- Poster presentation
- Open Access
Comparative risk factors for nosocomial New Delhi metallo-beta-lactamase (NDM-1) producing Enterobacteriaceae and non-carbapenemase producing (NCP) Enterobacteriaceae
© Izharuddin et al; licensee BioMed Central Ltd. 2015
- Published: 16 June 2015
- Electronic Medical Record
- Share Risk
- Charlson Index
- Antibiotic Usage
Carbapenem resistance occurs via two mechanisms: acquisition of resistance genes (NDM-1, KPC, OXA) or combination of extended spectrum beta-lactamase production and alteration of the expression of porins (NCP Enterobacteriaceae).
We conducted a case-case-control study to identify if NDM-1 Enterobacteriaceae share risk factors with NCP Enterobacteriaceae.
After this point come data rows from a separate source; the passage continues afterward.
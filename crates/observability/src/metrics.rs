//! Agent metrics
//!
//! Thin wrappers over the `metrics` macros so every crate reports under the
//! same names and labels. Without an installed recorder they are no-ops.

use contracts::ConnectionState;
use metrics::{counter, gauge, histogram};

/// Frame discarded before detection (`stage`: "queue_full", "malformed", ...)
pub fn record_frame_dropped(stage: &str) {
    counter!("edge_agent_frames_dropped_total", "stage" => stage.to_string()).increment(1);
}

/// Wall time spent inside the detector for one frame
pub fn record_detection_latency_ms(latency_ms: f64) {
    histogram!("edge_agent_detection_latency_ms").record(latency_ms);
}

pub fn record_event_emitted(class_name: &str) {
    counter!(
        "edge_agent_detections_emitted_total",
        "class" => class_name.to_string()
    )
    .increment(1);
}

/// Detections swallowed by the alert cooldown
pub fn record_detections_suppressed(count: usize) {
    if count > 0 {
        counter!("edge_agent_detections_suppressed_total").increment(count as u64);
    }
}

pub fn record_detection_persisted(success: bool) {
    let status = if success { "success" } else { "failure" };
    counter!(
        "edge_agent_detections_persisted_total",
        "status" => status.to_string()
    )
    .increment(1);
}

/// One batch upload attempt
pub fn record_sync_batch(success: bool, size: usize) {
    let status = if success { "success" } else { "failure" };
    counter!("edge_agent_sync_batches_total", "status" => status.to_string()).increment(1);
    if success {
        counter!("edge_agent_detections_synced_total").increment(size as u64);
    }
}

pub fn record_offline_queue_depth(depth: usize) {
    gauge!("edge_agent_offline_queue_depth").set(depth as f64);
}

/// Dashboard HTTP exchange. `status` is None for transport-level failures.
pub fn record_http_request(endpoint: &str, status: Option<u16>, latency_ms: f64) {
    let status = status.map_or_else(|| "error".to_string(), |code| code.to_string());
    counter!(
        "edge_agent_http_requests_total",
        "endpoint" => endpoint.to_string(),
        "status" => status
    )
    .increment(1);
    histogram!(
        "edge_agent_http_latency_ms",
        "endpoint" => endpoint.to_string()
    )
    .record(latency_ms);
}

/// Current dashboard connection state as a numeric gauge
pub fn record_connection_state(state: ConnectionState) {
    let code = match state {
        ConnectionState::Disconnected => 0.0,
        ConnectionState::Connecting => 1.0,
        ConnectionState::Connected => 2.0,
        ConnectionState::Reconnecting => 3.0,
        ConnectionState::Error => 4.0,
        ConnectionState::Offline => 5.0,
    };
    gauge!("edge_agent_connection_state").set(code);
}

#[derive(Debug, Clone, Default)]
pub struct StatsSummary {
    pub count: u64,
    pub min: f64,
    pub max: f64,
    pub mean: f64,
    pub std_dev: f64,
}

impl From<&RunningStats> for StatsSummary {
    fn from(stats: &RunningStats) -> Self {
        Self {
            count: stats.count,
            min: stats.min,
            max: stats.max,
            mean: stats.mean(),
            std_dev: stats.std_dev(),
        }
    }
}

impl std::fmt::Display for StatsSummary {
    fn fmt(&self, f: &mut std::fmt::Formatter<'_>) -> std::fmt::Result {
        if self.count == 0 {
            write!(f, "N/A")
        } else {
            write!(
                f,
                "min={:.3}, max={:.3}, mean={:.3}, std={:.3} (n={})",
                self.min, self.max, self.mean, self.std_dev, self.count
            )
        }
    }
}

/// Online mean/variance (Welford's algorithm)
#[derive(Debug, Clone, Default)]
pub struct RunningStats {
    count: u64,
    mean: f64,
    m2: f64,
    min: f64,
    max: f64,
}

impl RunningStats {
    pub fn push(&mut self, value: f64) {
        self.count += 1;

        if self.count == 1 {
            self.min = value;
            self.max = value;
            self.mean = value;
            self.m2 = 0.0;
        } else {
            self.min = self.min.min(value);
            self.max = self.max.max(value);

            let delta = value - self.mean;
            self.mean += delta / self.count as f64;
            let delta2 = value - self.mean;
            self.m2 += delta * delta2;
        }
    }

    pub fn count(&self) -> u64 {
        self.count
    }

    pub fn mean(&self) -> f64 {
        if self.count == 0 {
            0.0
        } else {
            self.mean
        }
    }

    /// Sample variance
    pub fn variance(&self) -> f64 {
        if self.count < 2 {
            0.0
        } else {
            self.m2 / (self.count - 1) as f64
        }
    }

    pub fn std_dev(&self) -> f64 {
        self.variance().sqrt()
    }

    pub fn min(&self) -> f64 {
        self.min
    }

    pub fn max(&self) -> f64 {
        self.max
    }

    pub fn summary(&self) -> StatsSummary {
        StatsSummary::from(self)
    }
}
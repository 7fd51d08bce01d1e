//! Aggregated runtime statistics

use std::time::Duration;

use camera::SupervisorStats;
use detection::PipelineMetricsSnapshot;
use observability::StatsSummary;
use recorder::SinkMetricsSnapshot;
use sync_client::SyncStats;

use crate::service::ServiceState;

/// Counters of every component, read without stopping anything
#[derive(Debug, Clone, Default)]
pub struct RuntimeStats {
    pub state: ServiceState,
    pub uptime: Duration,
    /// `None` when the camera is disabled
    pub cameras: Option<SupervisorStats>,
    pub pipeline: Option<PipelineMetricsSnapshot>,
    /// Detector latency in milliseconds
    pub detector_latency: Option<StatsSummary>,
    pub sink: SinkMetricsSnapshot,
    pub sync: SyncStats,
}

impl RuntimeStats {
    /// Processed frames per second over the uptime
    pub fn fps(&self) -> f64 {
        let secs = self.uptime.as_secs_f64();
        match &self.pipeline {
            Some(pipeline) if secs > 0.0 => pipeline.frames_processed as f64 / secs,
            _ => 0.0,
        }
    }

    /// Share of captured frames that never reached the detector, in percent
    pub fn drop_rate(&self) -> f64 {
        match &self.pipeline {
            Some(p) if p.frames_captured > 0 => {
                p.frames_dropped as f64 / p.frames_captured as f64 * 100.0
            }
            _ => 0.0,
        }
    }

    pub fn print_summary(&self) {
        println!("\n╔══════════════════════════════════════════════════════════════╗");
        println!("║                     Edge Agent Statistics                    ║");
        println!("╚══════════════════════════════════════════════════════════════╝\n");

        println!("📊 Overview");
        println!("   ├─ State: {}", self.state.as_str());
        println!("   ├─ Uptime: {:.2}s", self.uptime.as_secs_f64());
        println!("   └─ FPS: {:.2}", self.fps());

        if let Some(cameras) = &self.cameras {
            println!("\n📷 Cameras");
            println!("   ├─ Total: {}", cameras.cameras);
            println!("   ├─ Running: {}", cameras.running);
            println!("   ├─ Recovering: {}", cameras.recovering);
            println!("   ├─ Failed: {}", cameras.failed);
            println!(
                "   └─ Recoveries: {} started, {} succeeded",
                cameras.metrics.recoveries_started, cameras.metrics.recoveries_succeeded
            );
        }

        if let Some(pipeline) = &self.pipeline {
            println!("\n🔍 Detection");
            println!("   ├─ Frames captured: {}", pipeline.frames_captured);
            println!(
                "   ├─ Frames dropped: {} ({:.2}%)",
                pipeline.frames_dropped,
                self.drop_rate()
            );
            println!("   ├─ Detector failures: {}", pipeline.detector_failures);
            println!("   ├─ Suppressed by cooldown: {}", pipeline.detections_suppressed);
            println!("   └─ Events emitted: {}", pipeline.events_emitted);
        }
        if let Some(latency) = &self.detector_latency {
            println!("   Detector latency (ms): {latency}");
        }

        println!("\n💾 Storage");
        println!("   ├─ Records persisted: {}", self.sink.records_persisted);
        println!("   ├─ Insert failures: {}", self.sink.insert_failures);
        println!("   └─ Image failures: {}", self.sink.image_failures);

        println!("\n🌐 Dashboard");
        println!("   ├─ Connection: {}", self.sync.state.as_str());
        println!("   ├─ Detections synced: {}", self.sync.detections_synced);
        println!(
            "   ├─ Batches: {} sent, {} failed",
            self.sync.batches_sent, self.sync.batches_failed
        );
        println!(
            "   ├─ Heartbeats: {} sent, {} failed",
            self.sync.heartbeats_sent, self.sync.heartbeats_failed
        );
        println!(
            "   └─ Offline queue: {} queued, {} dropped",
            self.sync.queue_depth, self.sync.queue_dropped
        );

        println!();
    }
}
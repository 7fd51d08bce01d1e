//! Collaborators handed to the runtime

use std::sync::Arc;

use camera::{DeviceProbe, PlatformCapabilities, SystemProbe};
use contracts::{AgentConfig, DetectionStore, Detector, ImageStore, TelemetryProvider};
use detection::NullDetector;
use observability::SystemMonitor;
use recorder::{FsImageStore, SqliteDetectionStore};
use sync_client::{HttpTransport, SyncClientConfig};
use tracing::info;

use crate::error::Result;

/// Everything the runtime does not build itself. Tests swap in scripted
/// probes, in-memory stores and a mock transport.
pub struct RuntimeComponents<T> {
    pub probe: Arc<dyn DeviceProbe>,
    pub detector: Arc<dyn Detector>,
    pub store: Arc<dyn DetectionStore>,
    pub images: Option<Arc<dyn ImageStore>>,
    pub telemetry: Option<Arc<dyn TelemetryProvider>>,
    pub transport: Arc<T>,
}

impl RuntimeComponents<HttpTransport> {
    /// Host probe, SQLite store, image directory and reqwest transport as
    /// configured.
    ///
    /// Blocking: probes the host and opens the database.
    pub fn from_config(config: &AgentConfig) -> Result<Self> {
        let caps = PlatformCapabilities::detect();
        let store = SqliteDetectionStore::open(&config.storage.database_path)?;

        let images: Option<Arc<dyn ImageStore>> = if config.storage.save_images {
            let images =
                FsImageStore::new(&config.storage.images_path, config.storage.jpeg_quality)?;
            Some(Arc::new(images))
        } else {
            None
        };

        let sync_config = SyncClientConfig::from(config);
        let transport = HttpTransport::new(
            sync_config.api_url.clone().unwrap_or_default(),
            &sync_config.profile,
        )?;

        info!(
            database = %config.storage.database_path,
            images = config.storage.save_images,
            dashboard = sync_config.is_configured(),
            "Runtime components ready"
        );

        Ok(Self {
            probe: Arc::new(SystemProbe::new(caps)),
            detector: Arc::new(NullDetector),
            store: Arc::new(store),
            images,
            telemetry: Some(Arc::new(SystemMonitor::new())),
            transport: Arc::new(transport),
        })
    }
}

impl<T> RuntimeComponents<T> {
    pub fn with_detector(mut self, detector: Arc<dyn Detector>) -> Self {
        self.detector = detector;
        self
    }
}
//! Detector that never finds anything
//!
//! Keeps capture, recovery and heartbeats running on hosts without a model.

use contracts::{Detection, Detector, DetectorError, Frame};

#[derive(Debug, Clone, Copy, Default)]
pub struct NullDetector;

impl Detector for NullDetector {
    fn name(&self) -> &str {
        "null"
    }

    fn detect(&self, _frame: &Frame) -> Result<Vec<Detection>, DetectorError> {
        Ok(Vec::new())
    }
}
//! Camera identity, status and roster records

use serde::{Deserialize, Serialize};

/// Closed set of camera source kinds
#[derive(Debug, Clone, Copy, PartialEq, Eq, Hash, Serialize, Deserialize)]
#[serde(rename_all = "snake_case")]
pub enum CameraKind {
    /// Board-integrated camera (e.g. CSI ribbon)
    Hardware,
    /// Enumerated external device (USB)
    Fallback,
    /// Synthetic frame generator
    Simulated,
}

impl CameraKind {
    pub fn as_str(self) -> &'static str {
        match self {
            Self::Hardware => "hardware",
            Self::Fallback => "usb",
            Self::Simulated => "simulated",
        }
    }

    /// Stable camera id `<kind>_<index>`
    pub fn camera_id(self, index: u32) -> String {
        format!("{}_{}", self.as_str(), index)
    }
}

impl std::fmt::Display for CameraKind {
    fn fmt(&self, f: &mut std::fmt::Formatter<'_>) -> std::fmt::Result {
        f.write_str(self.as_str())
    }
}

/// Per-camera lifecycle state
#[derive(Debug, Clone, Copy, PartialEq, Eq, Default, Serialize, Deserialize)]
#[serde(rename_all = "snake_case")]
pub enum CameraStatus {
    #[default]
    Uninitialized,
    Initializing,
    Ready,
    Running,
    Error,
    Recovering,
    PermanentlyFailed,
    Disconnected,
}

impl CameraStatus {
    /// No further transitions expected
    pub fn is_terminal(self) -> bool {
        matches!(self, Self::PermanentlyFailed | Self::Disconnected)
    }

    /// A capture may be attempted in this state
    pub fn accepts_capture(self) -> bool {
        matches!(self, Self::Ready | Self::Running)
    }
}

/// Mutable per-camera bookkeeping, owned by its device
#[derive(Debug, Clone, PartialEq, Serialize, Deserialize)]
pub struct CameraRecord {
    pub id: String,
    pub kind: CameraKind,
    /// Device index for external cameras
    pub index: u32,
    pub status: CameraStatus,
    pub consecutive_errors: u32,
    pub total_errors: u64,
    pub recovery_attempts: u32,
    pub frames_captured: u64,
    pub last_capture_at: Option<f64>,
}

impl CameraRecord {
    pub fn new(kind: CameraKind, index: u32) -> Self {
        Self {
            id: kind.camera_id(index),
            kind,
            index,
            status: CameraStatus::Uninitialized,
            consecutive_errors: 0,
            total_errors: 0,
            recovery_attempts: 0,
            frames_captured: 0,
            last_capture_at: None,
        }
    }

    /// Read-only projection for the heartbeat roster
    pub fn snapshot(&self) -> CameraSnapshot {
        CameraSnapshot {
            id: self.id.clone(),
            kind: self.kind,
            status: self.status,
            frames_captured: self.frames_captured,
            total_errors: self.total_errors,
            last_capture_at: self.last_capture_at,
        }
    }
}

/// Serializable roster entry
#[derive(Debug, Clone, PartialEq, Serialize, Deserialize)]
pub struct CameraSnapshot {
    pub id: String,
    pub kind: CameraKind,
    pub status: CameraStatus,
    pub frames_captured: u64,
    pub total_errors: u64,
    pub last_capture_at: Option<f64>,
}
#[cfg(test)]
mod tests {
    use super::*;
    use camera::{PlatformCapabilities, SystemProbe};
    use contracts::{ConnectionState, Detection, Detector, DetectorError, Frame};
    use detection::NullDetector;
    use recorder::SqliteDetectionStore;
    use std::collections::HashSet;
    use sync_client::{HttpRequest, HttpResponse, MockReply, MockTransport};

    /// Reports one "person" on every frame
    struct PersonDetector;

    impl Detector for PersonDetector {
        fn name(&self) -> &str {
            "person"
        }

        fn detect(&self, frame: &Frame) -> std::result::Result<Vec<Detection>, DetectorError> {
            Ok(vec![Detection {
                class_id: 0,
                class_name: "person".to_string(),
                confidence: 0.9,
                bbox: [0.0, 0.0, frame.width as f32 / 2.0, frame.height as f32 / 2.0].into(),
                timestamp: frame.captured_at,
            }])
        }
    }

    fn config() -> AgentConfig {
        let mut config = AgentConfig::default();
        config.device.id = "edge-test".to_string();
        config.camera.width = 32;
        config.camera.height = 24;
        config.camera.fps = 20.0;
        config.camera.simulated_fallback = true;
        config.alerts.cooldown_seconds = 3600.0;
        config.system.shutdown_timeout_secs = 2;
        config
    }

    /// Holds every health check for `delay`, keeping `start` in its
    /// connection phase
    struct SlowHealth {
        inner: Arc<MockTransport>,
        delay: Duration,
    }

    impl Transport for SlowHealth {
        async fn send(&self, request: HttpRequest) -> sync_client::Result<HttpResponse> {
            if request.path == "/health" {
                tokio::time::sleep(self.delay).await;
            }
            self.inner.send(request).await
        }
    }

    /// Remembers the settings it was configured with
    #[derive(Default)]
    struct RecordingDetector {
        settings: std::sync::Mutex<Vec<DetectorSettings>>,
    }

    impl Detector for RecordingDetector {
        fn name(&self) -> &str {
            "recording"
        }

        fn detect(&self, _frame: &Frame) -> std::result::Result<Vec<Detection>, DetectorError> {
            Ok(Vec::new())
        }

        fn configure(&self, settings: &DetectorSettings) {
            self.settings.lock().unwrap().push(*settings);
        }
    }

    fn dashboard_config() -> AgentConfig {
        let mut config = config();
        config.dashboard.api_url = Some("http://dashboard.test".to_string());
        config.dashboard.api_key = Some("key".to_string());
        config
    }

    fn slow_health(delay: Duration) -> (Arc<MockTransport>, Arc<SlowHealth>) {
        let inner = Arc::new(MockTransport::new(MockReply::ok("{}")));
        let transport = Arc::new(SlowHealth {
            inner: inner.clone(),
            delay,
        });
        (inner, transport)
    }

    fn components<T>(transport: Arc<T>) -> RuntimeComponents<T> {
        RuntimeComponents {
            probe: Arc::new(SystemProbe::new(PlatformCapabilities::default())),
            detector: Arc::new(NullDetector),
            store: Arc::new(SqliteDetectionStore::open_in_memory().unwrap()),
            images: None,
            telemetry: None,
            transport,
        }
    }

    #[tokio::test]
    async fn test_start_stop_lifecycle() {
        let runtime = ServiceRuntime::new(config(), components(Arc::new(MockTransport::default())));
        assert_eq!(runtime.state(), ServiceState::Stopped);

        runtime.start().await.unwrap();
        runtime.start().await.unwrap();
        assert_eq!(runtime.state(), ServiceState::Running);
        assert_eq!(runtime.supervisor().unwrap().camera_ids(), vec!["simulated_0".to_string()]);
        assert_eq!(runtime.sync_client().unwrap().state(), ConnectionState::Offline);

        runtime.stop().await;
        runtime.stop().await;
        assert_eq!(runtime.state(), ServiceState::Stopped);
        assert_eq!(runtime.stats().state, ServiceState::Stopped);
    }

    #[tokio::test]
    async fn test_detections_flow_to_storage_and_queue() {
        let transport = Arc::new(MockTransport::default());
        let runtime = ServiceRuntime::new(
            config(),
            components(transport).with_detector(Arc::new(PersonDetector)),
        );

        runtime.start().await.unwrap();
        tokio::time::sleep(Duration::from_millis(400)).await;
        runtime.stop().await;

        let stats = runtime.stats();
        let pipeline = stats.pipeline.unwrap();
        assert!(pipeline.frames_processed >= 2, "{pipeline:?}");
        assert_eq!(pipeline.events_emitted, 1);
        assert!(pipeline.detections_suppressed >= 1);
        assert_eq!(stats.sink.records_persisted, 1);
        assert_eq!(stats.sync.detections_seen, 1);
        assert_eq!(stats.sync.queue_depth, 1);
    }

    #[tokio::test]
    async fn test_failed_discovery_leaves_runtime_failed() {
        let mut config = config();
        config.camera.simulated_fallback = false;
        let runtime = ServiceRuntime::new(config, components(Arc::new(MockTransport::default())));

        let err = runtime.start().await.unwrap_err();
        assert!(matches!(err, RuntimeError::Camera(_)));
        assert_eq!(runtime.state(), ServiceState::Failed);

        runtime.stop().await;
        assert_eq!(runtime.state(), ServiceState::Stopped);
    }

    #[tokio::test]
    async fn test_camera_disabled_runs_sync_only() {
        let mut config = config();
        config.camera.enabled = false;
        config.dashboard.api_url = Some("http://dashboard.test".to_string());
        config.dashboard.api_key = Some("key".to_string());
        let transport = Arc::new(MockTransport::new(MockReply::ok("{}")));
        let runtime = ServiceRuntime::new(config, components(transport.clone()));

        runtime.start().await.unwrap();
        assert!(runtime.supervisor().is_none());
        assert_eq!(runtime.sync_client().unwrap().state(), ConnectionState::Connected);

        runtime.stop().await;
        assert!(runtime.stats().pipeline.is_none());
        assert!(!transport.requests_to("/health").is_empty());
    }

    #[tokio::test]
    async fn test_slow_dashboard_start_syncs_each_detection_once() {
        let mut config = dashboard_config();
        config.alerts.cooldown_seconds = 0.0;
        let (mock, transport) = slow_health(Duration::from_millis(300));
        let runtime = ServiceRuntime::new(
            config,
            components(transport).with_detector(Arc::new(PersonDetector)),
        );

        runtime.start().await.unwrap();
        tokio::time::sleep(Duration::from_millis(300)).await;
        runtime.stop().await;

        let sync = runtime.sync_client().unwrap();
        while sync.sync_once().await.unwrap() > 0 {}

        let mut ids = Vec::new();
        for request in mock.requests_to("/devices/detections/batch") {
            let body: serde_json::Value =
                serde_json::from_str(request.body.as_deref().unwrap()).unwrap();
            for detection in body["detections"].as_array().unwrap() {
                ids.push(detection["detection_id"].as_i64().unwrap());
            }
        }
        assert!(!ids.is_empty());
        let unique: HashSet<i64> = ids.iter().copied().collect();
        assert_eq!(unique.len(), ids.len(), "duplicate submissions: {ids:?}");
        assert_eq!(runtime.stats().sink.records_persisted, ids.len() as u64);
    }

    #[tokio::test]
    async fn test_stop_while_starting_tears_down_launched_loops() {
        let (_, transport) = slow_health(Duration::from_millis(300));
        let runtime = ServiceRuntime::new(
            dashboard_config(),
            components(transport).with_detector(Arc::new(PersonDetector)),
        );

        let (started, _) = tokio::join!(runtime.start(), async {
            tokio::time::sleep(Duration::from_millis(50)).await;
            assert_eq!(runtime.state(), ServiceState::Starting);
            runtime.stop().await;
        });

        assert!(matches!(started, Err(RuntimeError::Cancelled)), "{started:?}");
        assert_eq!(runtime.state(), ServiceState::Stopped);
        assert!(!runtime.sync_client().unwrap().is_running());

        let frames = runtime.stats().pipeline.unwrap().frames_captured;
        tokio::time::sleep(Duration::from_millis(200)).await;
        assert_eq!(runtime.stats().pipeline.unwrap().frames_captured, frames);

        runtime.start().await.unwrap();
        assert_eq!(runtime.state(), ServiceState::Running);
        runtime.stop().await;
    }

    #[tokio::test]
    async fn test_detector_receives_configured_settings() {
        let mut config = config();
        config.detection.iou_threshold = 0.3;
        config.detection.num_threads = 2;
        config.camera.format = "GRAY8".to_string();
        let detector = Arc::new(RecordingDetector::default());
        let runtime = ServiceRuntime::new(
            config,
            components(Arc::new(MockTransport::default())).with_detector(detector.clone()),
        );

        runtime.start().await.unwrap();
        tokio::time::sleep(Duration::from_millis(150)).await;
        runtime.stop().await;

        let settings = detector.settings.lock().unwrap().clone();
        assert_eq!(settings.len(), 1);
        assert_eq!(settings[0].iou_threshold, 0.3);
        assert_eq!(settings[0].num_threads, 2);
        assert!(runtime.stats().pipeline.unwrap().frames_processed >= 1);
    }

    #[tokio::test]
    async fn test_run_until_stops_on_signal() {
        let runtime = ServiceRuntime::new(config(), components(Arc::new(MockTransport::default())));
        runtime
            .run_until(tokio::time::sleep(Duration::from_millis(50)))
            .await
            .unwrap();
        assert_eq!(runtime.state(), ServiceState::Stopped);
    }
}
Patients admitted for at least 48 hours between September 2010 and July 2013 were included. Case 1: Patients with NDM-1 Enterobacteriaceae isolated from either clinical or surveillance cultures. Case 2: Patients with NCP Enterobacteriaceae isolated from either clinical or surveillance cultures. Control: Patients screened negative for carbapenem-resistant Enterobacteriaceae (CRE). Patients with both NDM-1 Enterobacteriaceae and NCP Enterobacteriaceae were excluded. Demographic, clinical, microbiological and antibiotics usage data were collected from electronic medical records. We conducted time at risk adjusted bivariate analysis followed by multivariate analysis using STATA 12.0.
A total of 1934 patients were screened for CRE. A total of 40 NDM-1 Enterobacteriaceae and 43 NCP Enterobacteriaceae patients were compared with 61 randomly selected control patients. There was no significant difference in age, sex and Charlson index between cases and controls. Independent risk factor for NDM-1 Enterobacteriaceae was intensive care unit (ICU) admission in the preceding 3 months (OR, 3.2; 95% CI 1.2 – 8.6; p=0.02) and for NCP Enterobacteriaceae was number of days exposed to carbapenems (OR 1.2; 95% CI 1.1 – 1.3; p=0.002).
NDM-1 Enterobacteriaceae and NCP Enterobacteriaceae do not share similar risk factors in this small single center study. This finding has an implication on infection control strategies for CRE control.